## [Data extract]
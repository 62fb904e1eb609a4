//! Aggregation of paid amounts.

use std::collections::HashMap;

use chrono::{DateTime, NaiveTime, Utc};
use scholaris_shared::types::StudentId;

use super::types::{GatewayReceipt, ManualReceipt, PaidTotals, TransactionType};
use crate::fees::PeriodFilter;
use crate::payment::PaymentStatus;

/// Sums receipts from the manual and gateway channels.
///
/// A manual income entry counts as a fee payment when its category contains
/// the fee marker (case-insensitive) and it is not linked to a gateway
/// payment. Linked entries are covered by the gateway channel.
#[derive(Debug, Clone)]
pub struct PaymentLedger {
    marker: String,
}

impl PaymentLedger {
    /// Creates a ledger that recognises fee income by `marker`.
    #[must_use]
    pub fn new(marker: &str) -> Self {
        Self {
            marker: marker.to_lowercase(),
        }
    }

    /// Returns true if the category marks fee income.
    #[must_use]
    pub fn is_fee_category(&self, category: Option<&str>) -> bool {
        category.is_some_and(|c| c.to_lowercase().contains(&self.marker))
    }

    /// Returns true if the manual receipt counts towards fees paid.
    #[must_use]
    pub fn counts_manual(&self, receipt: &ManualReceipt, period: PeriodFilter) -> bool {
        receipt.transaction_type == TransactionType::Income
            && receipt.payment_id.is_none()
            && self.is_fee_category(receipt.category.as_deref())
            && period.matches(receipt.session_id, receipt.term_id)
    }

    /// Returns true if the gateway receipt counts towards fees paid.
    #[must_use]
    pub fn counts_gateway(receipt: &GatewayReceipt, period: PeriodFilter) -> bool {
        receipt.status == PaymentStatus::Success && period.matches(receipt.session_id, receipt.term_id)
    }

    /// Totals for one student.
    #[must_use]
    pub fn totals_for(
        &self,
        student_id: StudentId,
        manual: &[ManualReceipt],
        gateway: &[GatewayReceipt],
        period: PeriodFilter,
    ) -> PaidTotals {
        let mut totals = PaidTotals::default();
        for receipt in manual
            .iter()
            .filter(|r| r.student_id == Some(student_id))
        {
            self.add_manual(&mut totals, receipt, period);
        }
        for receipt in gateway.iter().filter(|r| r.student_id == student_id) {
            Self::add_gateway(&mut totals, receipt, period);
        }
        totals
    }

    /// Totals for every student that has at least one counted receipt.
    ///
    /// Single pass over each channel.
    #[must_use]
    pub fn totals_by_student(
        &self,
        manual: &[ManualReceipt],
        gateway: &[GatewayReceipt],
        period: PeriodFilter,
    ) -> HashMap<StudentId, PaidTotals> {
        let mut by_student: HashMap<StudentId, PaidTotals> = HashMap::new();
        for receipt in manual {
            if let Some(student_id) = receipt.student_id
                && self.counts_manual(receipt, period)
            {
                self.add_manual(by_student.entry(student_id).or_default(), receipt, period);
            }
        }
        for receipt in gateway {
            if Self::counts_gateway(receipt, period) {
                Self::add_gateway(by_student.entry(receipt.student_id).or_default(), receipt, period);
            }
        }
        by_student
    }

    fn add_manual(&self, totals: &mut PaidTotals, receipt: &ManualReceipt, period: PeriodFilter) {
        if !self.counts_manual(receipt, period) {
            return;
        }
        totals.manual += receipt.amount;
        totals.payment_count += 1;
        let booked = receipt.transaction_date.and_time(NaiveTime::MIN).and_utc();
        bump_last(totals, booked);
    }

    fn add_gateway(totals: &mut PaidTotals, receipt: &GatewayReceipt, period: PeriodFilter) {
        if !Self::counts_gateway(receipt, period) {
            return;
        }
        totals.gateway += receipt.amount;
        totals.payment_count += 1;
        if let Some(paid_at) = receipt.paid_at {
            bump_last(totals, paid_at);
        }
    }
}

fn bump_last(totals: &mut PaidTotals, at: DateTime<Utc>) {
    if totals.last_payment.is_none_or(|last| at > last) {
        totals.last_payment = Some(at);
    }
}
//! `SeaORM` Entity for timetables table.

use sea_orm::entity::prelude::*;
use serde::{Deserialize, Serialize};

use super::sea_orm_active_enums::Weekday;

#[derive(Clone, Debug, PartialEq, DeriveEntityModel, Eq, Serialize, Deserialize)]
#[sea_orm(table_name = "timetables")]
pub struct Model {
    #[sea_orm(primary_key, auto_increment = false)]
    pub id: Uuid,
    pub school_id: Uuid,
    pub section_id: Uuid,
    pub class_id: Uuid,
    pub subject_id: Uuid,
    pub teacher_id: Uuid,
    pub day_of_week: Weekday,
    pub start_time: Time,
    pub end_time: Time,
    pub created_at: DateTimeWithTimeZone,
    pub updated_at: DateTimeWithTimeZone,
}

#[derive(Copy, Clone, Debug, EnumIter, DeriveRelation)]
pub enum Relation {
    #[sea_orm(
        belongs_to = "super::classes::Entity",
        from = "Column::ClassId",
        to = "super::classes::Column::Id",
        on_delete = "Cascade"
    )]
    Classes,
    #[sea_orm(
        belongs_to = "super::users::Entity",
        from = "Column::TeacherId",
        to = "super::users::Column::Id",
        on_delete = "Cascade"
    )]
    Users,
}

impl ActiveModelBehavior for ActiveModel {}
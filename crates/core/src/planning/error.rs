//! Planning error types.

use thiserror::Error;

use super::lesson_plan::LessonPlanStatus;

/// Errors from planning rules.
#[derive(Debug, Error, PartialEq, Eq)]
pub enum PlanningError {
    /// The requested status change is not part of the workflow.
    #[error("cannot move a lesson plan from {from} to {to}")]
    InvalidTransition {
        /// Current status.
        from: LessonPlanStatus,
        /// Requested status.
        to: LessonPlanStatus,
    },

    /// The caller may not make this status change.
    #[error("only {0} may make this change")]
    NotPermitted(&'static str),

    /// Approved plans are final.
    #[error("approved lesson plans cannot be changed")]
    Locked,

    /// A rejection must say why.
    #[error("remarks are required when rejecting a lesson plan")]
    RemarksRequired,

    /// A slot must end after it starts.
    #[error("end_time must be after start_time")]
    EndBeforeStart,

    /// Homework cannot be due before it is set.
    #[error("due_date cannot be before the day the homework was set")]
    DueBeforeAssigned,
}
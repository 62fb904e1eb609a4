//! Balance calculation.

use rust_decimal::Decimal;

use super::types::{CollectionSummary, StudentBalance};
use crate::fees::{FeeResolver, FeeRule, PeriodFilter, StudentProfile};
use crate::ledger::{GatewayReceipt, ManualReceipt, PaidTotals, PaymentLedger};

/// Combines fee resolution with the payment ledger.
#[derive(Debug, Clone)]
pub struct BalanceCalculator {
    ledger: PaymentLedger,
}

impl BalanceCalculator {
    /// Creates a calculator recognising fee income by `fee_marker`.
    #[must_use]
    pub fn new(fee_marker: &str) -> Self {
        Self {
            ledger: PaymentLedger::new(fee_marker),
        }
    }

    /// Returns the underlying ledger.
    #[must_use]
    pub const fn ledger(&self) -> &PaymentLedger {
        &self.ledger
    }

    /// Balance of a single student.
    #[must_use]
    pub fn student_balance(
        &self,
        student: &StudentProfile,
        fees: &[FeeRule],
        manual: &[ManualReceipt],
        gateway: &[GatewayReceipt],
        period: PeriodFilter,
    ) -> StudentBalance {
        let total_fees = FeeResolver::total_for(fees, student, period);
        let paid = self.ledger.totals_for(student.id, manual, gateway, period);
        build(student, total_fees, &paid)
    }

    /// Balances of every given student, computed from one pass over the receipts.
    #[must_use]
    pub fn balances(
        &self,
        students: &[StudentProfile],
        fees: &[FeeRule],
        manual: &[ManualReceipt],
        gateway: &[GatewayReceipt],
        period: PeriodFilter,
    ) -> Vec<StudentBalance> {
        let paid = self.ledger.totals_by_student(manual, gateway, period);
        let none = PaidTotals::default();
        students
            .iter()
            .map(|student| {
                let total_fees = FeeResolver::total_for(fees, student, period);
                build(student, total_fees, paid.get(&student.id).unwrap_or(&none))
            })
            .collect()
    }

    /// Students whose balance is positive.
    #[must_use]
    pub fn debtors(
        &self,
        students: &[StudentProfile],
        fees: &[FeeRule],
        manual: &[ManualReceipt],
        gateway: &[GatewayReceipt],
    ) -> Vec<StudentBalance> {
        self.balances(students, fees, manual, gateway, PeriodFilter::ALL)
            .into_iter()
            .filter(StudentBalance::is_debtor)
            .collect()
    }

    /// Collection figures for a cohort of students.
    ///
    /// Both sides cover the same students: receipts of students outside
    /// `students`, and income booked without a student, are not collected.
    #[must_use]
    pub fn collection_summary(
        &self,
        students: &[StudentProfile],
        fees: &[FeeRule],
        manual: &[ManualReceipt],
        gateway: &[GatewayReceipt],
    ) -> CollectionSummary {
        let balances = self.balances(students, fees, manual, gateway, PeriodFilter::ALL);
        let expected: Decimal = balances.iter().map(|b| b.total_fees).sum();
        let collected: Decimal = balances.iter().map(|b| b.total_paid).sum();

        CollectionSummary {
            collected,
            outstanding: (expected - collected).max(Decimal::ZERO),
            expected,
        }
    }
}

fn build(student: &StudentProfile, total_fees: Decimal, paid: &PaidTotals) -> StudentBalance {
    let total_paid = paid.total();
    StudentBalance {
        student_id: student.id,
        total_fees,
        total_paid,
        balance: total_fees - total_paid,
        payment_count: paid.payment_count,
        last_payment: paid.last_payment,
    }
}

## [Task instructions]
If a line in the entries above contains "impl", report it.

## [Result]
impl PaymentLedger {
impl ActiveModelBehavior for ActiveModel {}
impl BalanceCalculator {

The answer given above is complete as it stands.